• _Aim of the task_
Set down exactly the lines below, starting at the one that contains "Violations are blamed" and ending at the one that contains "pub struct FieldModel", with both of those lines included and nothing else.

Segment Open

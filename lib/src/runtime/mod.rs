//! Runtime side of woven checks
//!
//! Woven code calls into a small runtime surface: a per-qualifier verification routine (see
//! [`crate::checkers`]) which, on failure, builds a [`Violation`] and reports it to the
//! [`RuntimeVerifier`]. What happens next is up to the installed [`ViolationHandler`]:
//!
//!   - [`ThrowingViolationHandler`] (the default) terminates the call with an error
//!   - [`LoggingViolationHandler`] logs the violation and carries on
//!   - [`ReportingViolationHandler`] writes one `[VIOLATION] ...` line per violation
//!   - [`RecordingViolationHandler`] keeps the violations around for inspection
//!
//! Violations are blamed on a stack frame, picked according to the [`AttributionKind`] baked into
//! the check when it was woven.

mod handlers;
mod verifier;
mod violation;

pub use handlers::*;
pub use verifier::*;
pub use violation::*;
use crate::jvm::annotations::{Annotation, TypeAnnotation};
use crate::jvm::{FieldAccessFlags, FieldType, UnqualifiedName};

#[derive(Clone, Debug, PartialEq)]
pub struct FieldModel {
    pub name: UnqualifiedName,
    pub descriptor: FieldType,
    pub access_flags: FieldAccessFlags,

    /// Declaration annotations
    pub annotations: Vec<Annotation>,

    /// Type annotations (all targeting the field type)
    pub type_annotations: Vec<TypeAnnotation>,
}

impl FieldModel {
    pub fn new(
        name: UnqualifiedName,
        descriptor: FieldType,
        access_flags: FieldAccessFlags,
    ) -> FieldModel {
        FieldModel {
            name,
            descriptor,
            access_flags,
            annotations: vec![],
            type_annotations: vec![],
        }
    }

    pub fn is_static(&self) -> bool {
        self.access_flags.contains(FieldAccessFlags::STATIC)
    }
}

Segment Closed

• _Result of this task_
//! Violations are blamed on a stack frame, picked according to the [`AttributionKind`] baked into
//! the check when it was woven.

mod handlers;
mod verifier;
mod violation;

pub use handlers::*;
pub use verifier::*;
pub use violation::*;
use crate::jvm::annotations::{Annotation, TypeAnnotation};
use crate::jvm::{FieldAccessFlags, FieldType, UnqualifiedName};

#[derive(Clone, Debug, PartialEq)]
pub struct FieldModel {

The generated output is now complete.